_Assignment:_ Whatever the records say, repeat them exactly as given.

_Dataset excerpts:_
________

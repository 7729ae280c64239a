//! Cooperative cancellation for comparison runs.
//!
//! A [`CancellationToken`] is a shared flag. Blocking work polls it between
//! units of work; async code can await [`CancellationToken::cancelled`].

use crate::error::{HwidDiffError, Result};
use std::sync::atomic::{AtomicBool, Ordering};
use std::sync::Arc;
use tokio::sync::Notify;

#[derive(Debug, Default)]
struct Inner {
    cancelled: AtomicBool,
    notify: Notify,
}

/// Shared cancellation signal. Clones observe the same flag.
#[derive(Debug, Clone, Default)]
pub struct CancellationToken {
    inner: Arc<Inner>,
}

impl CancellationToken {
    /// Create a token that has not been cancelled.
    #[must_use]
    pub fn new() -> Self {
        Self::default()
    }

    /// Signal cancellation to every clone of this token.
    pub fn cancel(&self) {
        self.inner.cancelled.store(true, Ordering::SeqCst);
        self.inner.notify.notify_waiters();
    }

    /// Whether cancellation has been requested.
    #[must_use]
    pub fn is_cancelled(&self) -> bool {
        self.inner.cancelled.load(Ordering::SeqCst)
    }

    /// Return `Err(Cancelled)` once cancellation has been requested.
    pub fn check(&self) -> Result<()> {
        if self.is_cancelled() {
            Err(HwidDiffError::Cancelled)
        } else {
            Ok(())
        }
    }

    /// Resolve once the token is cancelled.
    pub async fn cancelled(&self) {
        loop {
            let notified = self.inner.notify.notified();
            tokio::pin!(notified);
            // Register before re-checking the flag so a concurrent cancel() is not missed
            notified.as_mut().enable();
            if self.is_cancelled() {
                return;
            }
            notified.await;
        }
    }
}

________

_Task response:_
repository 7729ae280c64239a
//! Cooperative cancellation for comparison runs.
//!
//! A [`CancellationToken`] is a shared flag. Blocking work polls it between
//! units of work; async code can await [`CancellationToken::cancelled`].

use crate::error::{HwidDiffError, Result};
use std::sync::atomic::{AtomicBool, Ordering};
use std::sync::Arc;
use tokio::sync::Notify;

#[derive(Debug, Default)]
struct Inner {
    cancelled: AtomicBool,
    notify: Notify,
}

/// Shared cancellation signal. Clones observe the same flag.
#[derive(Debug, Clone, Default)]
pub struct CancellationToken {
    inner: Arc<Inner>,
}

impl CancellationToken {
    /// Create a token that has not been cancelled.
    #[must_use]
    pub fn new() -> Self {
        Self::default()
    }

    /// Signal cancellation to every clone of this token.
    pub fn cancel(&self) {
        self.inner.cancelled.store(true, Ordering::SeqCst);
        self.inner.notify.notify_waiters();
    }

    /// Whether cancellation has been requested.
    #[must_use]
    pub fn is_cancelled(&self) -> bool {
        self.inner.cancelled.load(Ordering::SeqCst)
    }

    /// Return `Err(Cancelled)` once cancellation has been requested.
    pub fn check(&self) -> Result<()> {
        if self.is_cancelled() {
            Err(HwidDiffError::Cancelled)
        } else {
            Ok(())
        }
    }

    /// Resolve once the token is cancelled.
    pub async fn cancelled(&self) {
        loop {
            let notified = self.inner.notify.notified();
            tokio::pin!(notified);
            // Register before re-checking the flag so a concurrent cancel() is not missed
            notified.as_mut().enable();
            if self.is_cancelled() {
                return;
            }
            notified.await;
        }
    }
}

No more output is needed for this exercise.